TASK REQUIREMENTS.
Look through the listing and report every line that has "TopLevelFilter" in it.

DATA LISTING.

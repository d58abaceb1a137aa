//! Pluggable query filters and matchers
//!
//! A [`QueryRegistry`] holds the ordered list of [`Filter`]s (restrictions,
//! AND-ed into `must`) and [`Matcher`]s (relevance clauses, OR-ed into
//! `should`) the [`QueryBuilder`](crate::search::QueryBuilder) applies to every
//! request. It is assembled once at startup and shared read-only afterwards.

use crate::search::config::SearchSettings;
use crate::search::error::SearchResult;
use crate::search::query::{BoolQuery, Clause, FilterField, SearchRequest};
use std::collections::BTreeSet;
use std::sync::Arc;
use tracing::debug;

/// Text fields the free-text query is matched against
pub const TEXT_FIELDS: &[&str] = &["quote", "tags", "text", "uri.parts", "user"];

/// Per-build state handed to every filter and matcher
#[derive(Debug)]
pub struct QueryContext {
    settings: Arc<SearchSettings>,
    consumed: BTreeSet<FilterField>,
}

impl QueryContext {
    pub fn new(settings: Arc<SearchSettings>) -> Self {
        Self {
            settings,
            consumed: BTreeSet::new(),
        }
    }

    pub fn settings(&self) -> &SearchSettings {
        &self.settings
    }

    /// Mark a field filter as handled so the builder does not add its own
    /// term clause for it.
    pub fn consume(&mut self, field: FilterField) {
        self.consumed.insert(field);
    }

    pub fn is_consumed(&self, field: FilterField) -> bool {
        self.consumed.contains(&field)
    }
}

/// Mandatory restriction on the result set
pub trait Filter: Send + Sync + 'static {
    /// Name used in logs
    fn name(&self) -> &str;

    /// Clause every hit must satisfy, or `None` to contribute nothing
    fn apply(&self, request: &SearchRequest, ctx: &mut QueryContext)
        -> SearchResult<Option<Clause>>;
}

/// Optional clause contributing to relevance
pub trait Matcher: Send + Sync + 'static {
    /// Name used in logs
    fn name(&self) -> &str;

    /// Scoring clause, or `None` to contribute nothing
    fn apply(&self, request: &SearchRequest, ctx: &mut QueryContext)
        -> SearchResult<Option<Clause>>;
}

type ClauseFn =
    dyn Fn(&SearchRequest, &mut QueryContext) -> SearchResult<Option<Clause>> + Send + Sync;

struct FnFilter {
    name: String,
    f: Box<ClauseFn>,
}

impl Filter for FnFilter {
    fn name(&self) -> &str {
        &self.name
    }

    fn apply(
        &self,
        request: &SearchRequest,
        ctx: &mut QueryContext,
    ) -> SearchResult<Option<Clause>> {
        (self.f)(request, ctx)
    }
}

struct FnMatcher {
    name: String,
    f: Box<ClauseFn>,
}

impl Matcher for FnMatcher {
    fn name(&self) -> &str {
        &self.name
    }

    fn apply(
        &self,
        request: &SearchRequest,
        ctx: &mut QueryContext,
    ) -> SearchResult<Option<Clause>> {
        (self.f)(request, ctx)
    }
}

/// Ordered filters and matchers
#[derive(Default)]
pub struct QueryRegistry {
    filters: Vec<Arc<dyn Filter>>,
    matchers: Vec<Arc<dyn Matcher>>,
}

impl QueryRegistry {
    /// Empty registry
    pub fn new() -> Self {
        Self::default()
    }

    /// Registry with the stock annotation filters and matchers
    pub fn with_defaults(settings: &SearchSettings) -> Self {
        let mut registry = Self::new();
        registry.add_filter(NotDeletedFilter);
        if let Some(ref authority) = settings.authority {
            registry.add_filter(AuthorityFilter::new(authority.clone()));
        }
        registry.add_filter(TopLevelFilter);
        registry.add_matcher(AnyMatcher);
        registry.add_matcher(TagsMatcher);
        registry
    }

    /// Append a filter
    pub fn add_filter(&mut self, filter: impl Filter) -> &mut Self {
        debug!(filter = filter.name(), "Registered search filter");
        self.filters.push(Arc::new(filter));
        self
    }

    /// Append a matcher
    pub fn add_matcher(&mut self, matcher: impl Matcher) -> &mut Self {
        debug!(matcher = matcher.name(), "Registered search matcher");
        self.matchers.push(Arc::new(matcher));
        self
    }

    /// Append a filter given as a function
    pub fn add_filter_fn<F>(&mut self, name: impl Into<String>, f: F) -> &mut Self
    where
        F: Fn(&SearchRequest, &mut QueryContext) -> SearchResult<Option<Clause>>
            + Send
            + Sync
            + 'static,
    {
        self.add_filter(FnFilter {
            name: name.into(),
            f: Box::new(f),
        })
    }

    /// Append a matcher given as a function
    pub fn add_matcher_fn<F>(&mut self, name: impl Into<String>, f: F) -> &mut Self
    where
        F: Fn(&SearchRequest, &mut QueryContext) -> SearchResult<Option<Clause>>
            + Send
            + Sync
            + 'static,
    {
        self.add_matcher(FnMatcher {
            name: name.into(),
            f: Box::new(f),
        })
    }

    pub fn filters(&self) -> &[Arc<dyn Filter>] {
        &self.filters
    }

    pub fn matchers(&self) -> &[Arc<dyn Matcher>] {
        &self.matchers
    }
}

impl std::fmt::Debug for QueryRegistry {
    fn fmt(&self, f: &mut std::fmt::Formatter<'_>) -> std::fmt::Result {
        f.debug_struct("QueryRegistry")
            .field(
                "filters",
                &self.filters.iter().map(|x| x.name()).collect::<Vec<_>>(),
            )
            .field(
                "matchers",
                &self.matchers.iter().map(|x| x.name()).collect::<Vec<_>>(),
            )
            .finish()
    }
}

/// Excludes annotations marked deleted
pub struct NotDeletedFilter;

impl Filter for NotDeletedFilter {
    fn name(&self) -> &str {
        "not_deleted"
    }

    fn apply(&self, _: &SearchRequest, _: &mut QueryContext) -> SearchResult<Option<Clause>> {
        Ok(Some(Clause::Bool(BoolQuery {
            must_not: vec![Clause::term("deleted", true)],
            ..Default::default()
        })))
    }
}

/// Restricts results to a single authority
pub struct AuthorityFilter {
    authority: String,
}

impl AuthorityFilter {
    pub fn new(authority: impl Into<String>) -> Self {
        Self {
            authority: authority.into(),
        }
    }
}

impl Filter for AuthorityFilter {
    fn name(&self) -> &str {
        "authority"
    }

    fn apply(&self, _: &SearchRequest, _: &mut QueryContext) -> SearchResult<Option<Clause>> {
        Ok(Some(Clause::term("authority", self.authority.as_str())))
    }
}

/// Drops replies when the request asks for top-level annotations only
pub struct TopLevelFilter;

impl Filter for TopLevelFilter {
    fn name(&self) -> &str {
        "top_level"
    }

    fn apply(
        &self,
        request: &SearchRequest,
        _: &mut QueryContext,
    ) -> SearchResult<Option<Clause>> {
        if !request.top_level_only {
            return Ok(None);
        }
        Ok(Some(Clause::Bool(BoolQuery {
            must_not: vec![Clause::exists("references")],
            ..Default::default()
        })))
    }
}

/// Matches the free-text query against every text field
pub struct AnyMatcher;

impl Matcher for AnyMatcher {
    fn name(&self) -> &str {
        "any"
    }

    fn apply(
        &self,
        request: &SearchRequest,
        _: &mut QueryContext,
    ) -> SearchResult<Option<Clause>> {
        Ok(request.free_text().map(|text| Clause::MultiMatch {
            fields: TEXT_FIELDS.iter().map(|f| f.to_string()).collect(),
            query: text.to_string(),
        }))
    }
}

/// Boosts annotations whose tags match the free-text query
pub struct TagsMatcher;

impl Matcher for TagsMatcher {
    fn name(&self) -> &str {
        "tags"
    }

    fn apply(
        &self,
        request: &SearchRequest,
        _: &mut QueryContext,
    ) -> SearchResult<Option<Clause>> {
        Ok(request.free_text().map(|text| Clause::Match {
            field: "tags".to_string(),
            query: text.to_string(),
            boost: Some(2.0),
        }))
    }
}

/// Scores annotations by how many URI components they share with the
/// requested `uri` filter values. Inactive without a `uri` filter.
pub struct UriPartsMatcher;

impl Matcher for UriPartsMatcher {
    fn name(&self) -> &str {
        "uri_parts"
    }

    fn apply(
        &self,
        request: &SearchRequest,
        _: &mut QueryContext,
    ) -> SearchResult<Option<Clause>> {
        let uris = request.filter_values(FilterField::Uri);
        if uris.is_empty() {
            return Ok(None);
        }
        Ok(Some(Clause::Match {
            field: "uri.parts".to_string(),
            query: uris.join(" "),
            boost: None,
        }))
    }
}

OUTPUT FOR THIS EXERCISE.
        registry.add_filter(TopLevelFilter);
pub struct TopLevelFilter;
impl Filter for TopLevelFilter {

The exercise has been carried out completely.